IF YOU want to get ahead then you should stab your best mate in the back. At
least that’s what mathematicians would say. For decades they’ve studied simple
games in which players can either cooperate or turn against one another, and
they’ve found that logic often demands ruthless betrayal—even if it
sometimes means everyone loses.
But it doesn’t have to be that way. Spice up game theory with a dash of
quantum mechanics—the strange principles that govern the behaviour of
molecules, atoms and subatomic particles—and lose-lose contests can become
win-win. In a classical game, players must choose between cooperating and
betraying. But, paradoxically, quantum mechanics allows players to do both at
the same time. What’s more, a spooky quantum connection called entanglement
means each player’s choice can secretly affect everyone else’s.
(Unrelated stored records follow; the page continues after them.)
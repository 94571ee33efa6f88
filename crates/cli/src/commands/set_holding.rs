//! Overwrite the stored ETF holding.

use anyhow::Result;
use clap::Args;
use hedge_sim_core::AppConfig;
use hedge_sim_quotes::{resolve_market, YahooQuoteSource};
use rust_decimal::Decimal;

use super::{open_store, save_store};
use crate::format;

/// Arguments for the set-holding command.
#[derive(Args, Debug, Clone)]
pub struct SetHoldingArgs {
    /// Board lots held (fractional allowed)
    #[arg(long)]
    pub lots: Decimal,

    /// Average cost per share
    #[arg(long)]
    pub cost: Decimal,

    /// Current price per share; fetched when omitted
    #[arg(long)]
    pub price: Option<Decimal>,

    /// Skip the quote fetch and use the configured fallback price
    #[arg(long)]
    pub offline: bool,
}

/// Runs the set-holding command.
///
/// # Errors
/// Returns an error when the entered holding is invalid or the snapshot
/// file cannot be read or written.
pub async fn run_set_holding(args: SetHoldingArgs, config: &AppConfig) -> Result<()> {
    let (price, stale) = match args.price {
        Some(price) => (price, false),
        None if args.offline => (config.market.fallback_etf_price, true),
        None => {
            let source = YahooQuoteSource::from_config(&config.market);
            let snapshot = resolve_market(&source, &config.market).await;
            (snapshot.etf_price, snapshot.etf_stale)
        }
    };

    let (file, mut store) = open_store(config)?;
    store.set_holding(args.lots, args.cost, price)?;
    save_store(&file, &store)?;

    let summary = store.holding().summary(config.contract.shares_per_lot);
    println!(
        "Holding: {} lots @ cost {}, price {}{}",
        args.lots,
        format::price(args.cost),
        format::price(price),
        format::stale_marker(stale),
    );
    println!(
        "Unrealized P&L: {} ({}%)",
        format::signed(summary.unrealized_pnl),
        format::price(summary.pnl_pct),
    );
    Ok(())
}
impl SpawnBounds {
    /// Rectangle from `min` to `max` (as `(x, z)`) at `height`.
    ///
    /// Corners and height must be finite, `min <= max` on both axes, and
    /// the extent `max - min` must itself be representable.
    pub fn new(min: Vec2, max: Vec2, height: f32) -> Result<Self, SpecError> {
        if !(min.is_finite() && max.is_finite() && height.is_finite()) {
            return Err(SpecError::NonFiniteBounds);
        }
        if min.x > max.x || min.y > max.y {
            return Err(SpecError::InvertedBounds);
        }
        if !(max - min).is_finite() {
            return Err(SpecError::NonFiniteBounds);
        }
        Ok(Self { min, max, height })
    }

    /// Square of half-size `half_extent` centred on the origin.
    pub fn square(half_extent: f32, height: f32) -> Self {
        let h = half_extent.abs();
        Self {
            min: Vec2::splat(-h),
            max: Vec2::splat(h),
            height,
        }
    }

    /// Minimum corner as `(x, z)`.
    #[inline]
    pub fn min(&self) -> Vec2 {
        self.min
    }

    /// Maximum corner as `(x, z)`.
    #[inline]
    pub fn max(&self) -> Vec2 {
        self.max
    }

    /// Spawn height (Y).
    #[inline]
    pub fn height(&self) -> f32 {
        self.height
    }

    /// Whether `p` lies inside the rectangle at exactly the spawn height.
    pub fn contains(&self, p: Vec3) -> bool {
        p.y == self.height
            && p.x >= self.min.x
            && p.x <= self.max.x
            && p.z >= self.min.y
            && p.z <= self.max.y
    }

    /// Draw a placement: X and Z uniform within the rectangle, Y fixed.
    pub fn sample<R: Rng + ?Sized>(&self, rng: &mut R) -> Vec3 {
        Vec3::new(
            sample_axis(rng, self.min.x, self.max.x),
            self.height,
            sample_axis(rng, self.min.y, self.max.y),
        )
    }
}

impl Default for SpawnBounds {
    fn default() -> Self {
        Self::square(25.0, 10.0)
    }
}

// Uniform in `[lo, hi]`. Empty, NaN and overflowing spans collapse to `lo`.
fn sample_axis<R: Rng + ?Sized>(rng: &mut R, lo: f32, hi: f32) -> f32 {
    let span = hi - lo;
    if !(lo < hi && span.is_finite()) {
        return lo;
    }
    (lo + span * rng.gen::<f32>()).min(hi)
}

/// Immutable template for a spawnable body.
///
/// # Example
///
/// ```
/// use tumble::{BodySpec, Material, Shape};
///
/// let spec = BodySpec::from_material("heavy-ball", Shape::Sphere { radius: 1.0 }, Material::Metal);
/// assert_eq!(spec.mass(), 2.0);
/// assert!(BodySpec::try_new("bad", Shape::Sphere { radius: 1.0 }, Material::Wood, 0.0, 0.5).is_err());
/// ```
#[derive(Clone, Debug, PartialEq)]
pub struct BodySpec {
    name: String,
    shape: Shape,
    material: Material,
    mass: f32,
    restitution: f32,
    color: Vec4,
    spawn_bounds: SpawnBounds,
}

/// Restitution used when a spec does not say otherwise.
pub const DEFAULT_RESTITUTION: f32 = 0.5;

impl BodySpec {
    /// Spec that takes mass and colour from the material preset.
    pub fn from_material(name: impl Into<String>, shape: Shape, material: Material) -> Self {
        let props = material.props();
        Self {
            name: name.into(),
            shape,
            material,
            mass: props.mass,
            restitution: DEFAULT_RESTITUTION,
            color: props.color,
            spawn_bounds: SpawnBounds::default(),
        }
    }

    /// Spec with explicit mass and restitution, checked against the invariants.
    pub fn try_new(
        name: impl Into<String>,
        shape: Shape,
        material: Material,
        mass: f32,
        restitution: f32,
    ) -> Result<Self, SpecError> {
        check_mass(mass)?;
        check_restitution(restitution)?;
        Ok(Self {
            mass,
            restitution,
            ..Self::from_material(name, shape, material)
        })
    }

    /// Override the material colour.
    pub fn with_color(mut self, color: Vec4) -> Self {
        self.color = color;
        self
    }

    /// Spawn inside `bounds` instead of the default square.
    pub fn with_spawn_bounds(mut self, bounds: SpawnBounds) -> Self {
        self.spawn_bounds = bounds;
        self
    }

    /// Spec name, also the label of every body spawned from it.
    #[inline]
    pub fn name(&self) -> &str {
        &self.name
    }

    /// Geometry with its parameters.
    #[inline]
    pub fn shape(&self) -> Shape {
        self.shape
    }

    /// Geometry tag.
    #[inline]
    pub fn shape_kind(&self) -> ShapeKind {
        self.shape.kind()
    }

    /// Material preset.
    #[inline]
    pub fn material(&self) -> Material {
        self.material
    }

    /// Mass, always positive.
    #[inline]
    pub fn mass(&self) -> f32 {
        self.mass
    }

    /// Bounciness in `[0, 1]`.
    #[inline]
    pub fn restitution(&self) -> f32 {
        self.restitution
    }

    /// RGBA colour used when colours are not randomised.
    #[inline]
    pub fn color(&self) -> Vec4 {
        self.color
    }

    /// Where instances appear.
    #[inline]
    pub fn spawn_bounds(&self) -> &SpawnBounds {
        &self.spawn_bounds
    }

    /// Describe a dynamic instance of this spec at `position`.
    pub fn instantiate(&self, position: Vec3, color: Vec4) -> BodyDesc {
        BodyDesc {
            shape: self.shape,
            kind: BodyKind::Dynamic,
            mass: self.mass,
            restitution: self.restitution,
            friction: DEFAULT_FRICTION,
            color,
            material: Some(self.material),
            position,
        }
    }
}

fn check_mass(mass: f32) -> Result<(), SpecError> {
    if mass.is_finite() && mass > 0.0 {
        Ok(())
    } else {
        Err(SpecError::NonPositiveMass(mass))
    }
}

fn check_restitution(restitution: f32) -> Result<(), SpecError> {
    if (0.0..=1.0).contains(&restitution) {
        Ok(())
    } else {
        Err(SpecError::RestitutionOutOfRange(restitution))
    }
}

/// The default spawn catalog: every spawnable shape in every material.
///
/// Order is shape-major and stable across calls.
pub fn catalog() -> Vec<BodySpec> {
    Shape::SPAWNABLE
        .iter()
        .flat_map(|shape| {
            Material::ALL.iter().map(move |material| {
                let name = format!("{}-{}", material.name(), shape.kind().name());
                BodySpec::from_material(name, *shape, *material)
            })
        })
        .collect()
}

/// Whether the world should simulate a body or treat it as fixed geometry.
#[derive(Clone, Copy, Debug, PartialEq, Eq, Hash)]
pub enum BodyKind {
    Static,
    Dynamic,
}

/// Friction applied when nothing more specific is configured.
pub const DEFAULT_FRICTION: f32 = 0.5;

/// Everything a [`PhysicsWorld`](crate::PhysicsWorld) needs to create a body.
#[derive(Clone, Copy, Debug, PartialEq)]
pub struct BodyDesc {
    pub shape: Shape,
    pub kind: BodyKind,
    /// Ignored for static bodies.
    pub mass: f32,
    pub restitution: f32,
    pub friction: f32,
    pub color: Vec4,
    pub material: Option<Material>,
    pub position: Vec3,
}

impl BodyDesc {
    /// Fixed geometry at `position`.
    pub fn fixed(shape: Shape, position: Vec3, color: Vec4) -> Self {
        Self {
            shape,
            kind: BodyKind::Static,
            mass: 0.0,
            restitution: DEFAULT_RESTITUTION,
            friction: DEFAULT_FRICTION,
            color,
            material: None,
            position,
        }
    }

    /// Whether the world should simulate the body.
    #[inline]
    pub fn is_dynamic(&self) -> bool {
        self.kind == BodyKind::Dynamic
    }
}

#[cfg(test)]
mod tests {
    use super::*;
    use rand::rngs::SmallRng;
    use rand::SeedableRng;

    #[test]
    fn test_catalog_covers_shapes_and_materials() {
        let specs = catalog();
        assert_eq!(specs.len(), 9);
        for kind in [ShapeKind::Sphere, ShapeKind::Box, ShapeKind::Pyramid] {
            assert_eq!(specs.iter().filter(|s| s.shape_kind() == kind).count(), 3);
        }
        assert_eq!(specs[0].name(), "glass-sphere");
        assert_eq!(specs[8].name(), "metal-pyramid");
    }

    #[test]
    fn test_catalog_specs_hold_invariants() {
        for spec in catalog() {
            assert!(spec.mass() > 0.0);
            assert!((0.0..=1.0).contains(&spec.restitution()));
        }
    }

    #[test]
    fn test_material_masses() {
        assert_eq!(Material::Glass.props().mass, 0.5);
        assert_eq!(Material::Wood.props().mass, 1.0);
        assert_eq!(Material::Metal.props().mass, 2.0);
    }

    #[test]
    fn test_try_new_rejects_bad_values() {
        let sphere = Shape::Sphere { radius: 1.0 };
        assert_eq!(
            BodySpec::try_new("a", sphere, Material::Wood, -1.0, 0.5),
            Err(SpecError::NonPositiveMass(-1.0))
        );
        assert!(BodySpec::try_new("b", sphere, Material::Wood, f32::NAN, 0.5).is_err());
        assert_eq!(
            BodySpec::try_new("c", sphere, Material::Wood, 1.0, 1.5),
            Err(SpecError::RestitutionOutOfRange(1.5))
        );
        let ok = BodySpec::try_new("d", sphere, Material::Wood, 3.0, 1.0).unwrap();
        assert_eq!(ok.mass(), 3.0);
        assert_eq!(ok.restitution(), 1.0);
    }

    #[test]
    fn test_spawn_bounds_sampling() {
        let bounds = SpawnBounds::square(25.0, 10.0);
        let mut rng = SmallRng::seed_from_u64(7);
        for _ in 0..200 {
            assert!(bounds.contains(bounds.sample(&mut rng)));
        }
    }

    #[test]
    fn test_degenerate_bounds_sample_to_corner() {
        let bounds = SpawnBounds::new(Vec2::new(1.0, -2.0), Vec2::new(1.0, -2.0), 3.0).unwrap();
        let mut rng = SmallRng::seed_from_u64(1);
        assert_eq!(bounds.sample(&mut rng), Vec3::new(1.0, 3.0, -2.0));
    }

    #[test]
    fn test_unrepresentable_bounds_rejected() {
        let huge = SpawnBounds::new(Vec2::splat(-f32::MAX), Vec2::splat(f32::MAX), 10.0);
        assert_eq!(huge, Err(SpecError::NonFiniteBounds));

        let infinite = SpawnBounds::new(Vec2::splat(f32::NEG_INFINITY), Vec2::ZERO, 10.0);
        assert_eq!(infinite, Err(SpecError::NonFiniteBounds));

        let nan = SpawnBounds::new(Vec2::new(f32::NAN, 0.0), Vec2::ONE, 10.0);
        assert_eq!(nan, Err(SpecError::NonFiniteBounds));

        assert_eq!(
            SpawnBounds::new(Vec2::ZERO, Vec2::ONE, f32::INFINITY),
            Err(SpecError::NonFiniteBounds)
        );
        let quarter = Vec2::splat(f32::MAX / 4.0);
        assert!(SpawnBounds::new(-quarter, quarter, 0.0).is_ok());
    }

    #[test]
    fn test_overflowing_square_samples_without_panic() {
        // `square` skips validation, so sampling must cope on its own.
        let bounds = SpawnBounds::square(f32::MAX, 10.0);
        let mut rng = SmallRng::seed_from_u64(5);
        for _ in 0..20 {
            let p = bounds.sample(&mut rng);
            assert_eq!(p, Vec3::new(-f32::MAX, 10.0, -f32::MAX));
        }

        let wide = SpawnBounds::square(f32::MAX / 4.0, 10.0);
        for _ in 0..20 {
            assert!(wide.contains(wide.sample(&mut rng)));
        }
    }

    #[test]
    fn test_inverted_bounds_rejected() {
        assert_eq!(
            SpawnBounds::new(Vec2::ONE, Vec2::ZERO, 0.0),
            Err(SpecError::InvertedBounds)
        );
    }

    #[test]
    fn test_instantiate_is_dynamic() {
        let spec = BodySpec::from_material("w", Shape::Sphere { radius: 1.0 }, Material::Wood);
        let desc = spec.instantiate(Vec3::Y, spec.color());
        assert!(desc.is_dynamic());
        assert_eq!(desc.mass, 1.0);
        assert_eq!(desc.material, Some(Material::Wood));
    }
}
//! Error types for tumble.
//!
//! Nothing on the tick path returns these to the caller: world failures are
//! logged and the affected spawn is skipped. They surface only where a caller
//! can act on them, when building body specs and loading configuration.

use std::fmt;

/// Errors reported by a [`PhysicsWorld`](crate::PhysicsWorld) implementation.
#[derive(Debug, Clone, PartialEq)]
pub enum WorldError {
    /// The collaborator could not build collision geometry for the shape.
    ShapeConstruction(String),
    /// The collaborator cannot service requests right now.
    Unavailable(String),
}

impl fmt::Display for WorldError {
    fn fmt(&self, f: &mut fmt::Formatter<'_>) -> fmt::Result {
        match self {
            WorldError::ShapeConstruction(msg) => write!(f, "Failed to construct shape: {}", msg),
            WorldError::Unavailable(msg) => write!(f, "Physics world unavailable: {}", msg),
        }
    }
}

impl std::error::Error for WorldError {}

/// Errors raised when a [`BodySpec`](crate::BodySpec) violates its invariants.
#[derive(Debug, Clone, PartialEq)]
pub enum SpecError {
    /// Mass must be strictly positive (and finite).
    NonPositiveMass(f32),
    /// Restitution must lie in `[0, 1]`.
    RestitutionOutOfRange(f32),
    /// Spawn bounds with `min > max` on some axis.
    InvertedBounds,
    /// Spawn bounds with a non-finite corner, height or extent.
    NonFiniteBounds,
}

impl fmt::Display for SpecError {
    fn fmt(&self, f: &mut fmt::Formatter<'_>) -> fmt::Result {
        match self {
            SpecError::NonPositiveMass(m) => write!(f, "Body mass must be positive, got {}", m),
            SpecError::RestitutionOutOfRange(r) => {
                write!(f, "Restitution must be within [0, 1], got {}", r)
            }
            SpecError::InvertedBounds => write!(f, "Spawn bounds minimum exceeds maximum"),
            SpecError::NonFiniteBounds => write!(f, "Spawn bounds must be finite"),
        }
    }
}

impl std::error::Error for SpecError {}

/// Errors that can occur while loading a [`SceneConfig`](crate::SceneConfig).
#[derive(Debug)]
pub enum ConfigError {
    /// Failed to read the config file from disk.
    Io(std::io::Error),
    /// The file is not valid config JSON.
    Json(serde_json::Error),
    /// The config parsed but holds an unusable value.
    Invalid(String),
}

impl fmt::Display for ConfigError {
    fn fmt(&self, f: &mut fmt::Formatter<'_>) -> fmt::Result {
        match self {
            ConfigError::Io(e) => write!(f, "Failed to read scene config: {}", e),
            ConfigError::Json(e) => write!(f, "Failed to parse scene config: {}", e),
            ConfigError::Invalid(msg) => write!(f, "Invalid scene config: {}", msg),
        }
    }
}

impl std::error::Error for ConfigError {
    fn source(&self) -> Option<&(dyn std::error::Error + 'static)> {
        match self {
            ConfigError::Io(e) => Some(e),
            ConfigError::Json(e) => Some(e),
            ConfigError::Invalid(_) => None,
        }
    }
}

impl From<std::io::Error> for ConfigError {
    fn from(e: std::io::Error) -> Self {
        ConfigError::Io(e)
    }
}

impl From<serde_json::Error> for ConfigError {
    fn from(e: serde_json::Error) -> Self {
        ConfigError::Json(e)
    }
}

impl From<SpecError> for ConfigError {
    fn from(e: SpecError) -> Self {
        ConfigError::Invalid(e.to_string())
    }
}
All this weirdness can make players pull together, even as each strives to
get the best deal. “Even though you still behave rationally and selfishly, you
don’t end up in a nasty state,” says Simon Benjamin, a physicist at Oxford
University.
Advertisement
Such quantum games are not just esoteric exercises. They could form part of
the longed-for quantum technologies of tomorrow, such as ultra-fast quantum
computers. They might even help traders construct a crash-resistant stock
market. And quantum games could provide new insights into puzzling natural
phenomena such as high-temperature superconductivity.
To see why quantum mechanics changes things so much, consider one
version of a game called the Prisoners’ Dilemma. Suppose you and your gang
have been arrested for armed robbery. If you all stick together and stonewall
the police, you each get a couple of years in prison. But if you snitch on the
others, you go free while everyone else gets 20 years. And if everyone turns on
everyone else, you’ll all get sentences nearly as long as that. The precise
options and consequences can be spelled out in a “pay-off table” that displays
the sentences to be handed down for each possible combination of moves by you
and your accomplices.
Of course, you don’t need a mathematician to tell you that you’ll all
probably be banged up for a long time. Each of you will soon realise that, no
matter what the others do, you can improve your lot by betraying them. So
however much you talk it over, everyone will grass on everyone else.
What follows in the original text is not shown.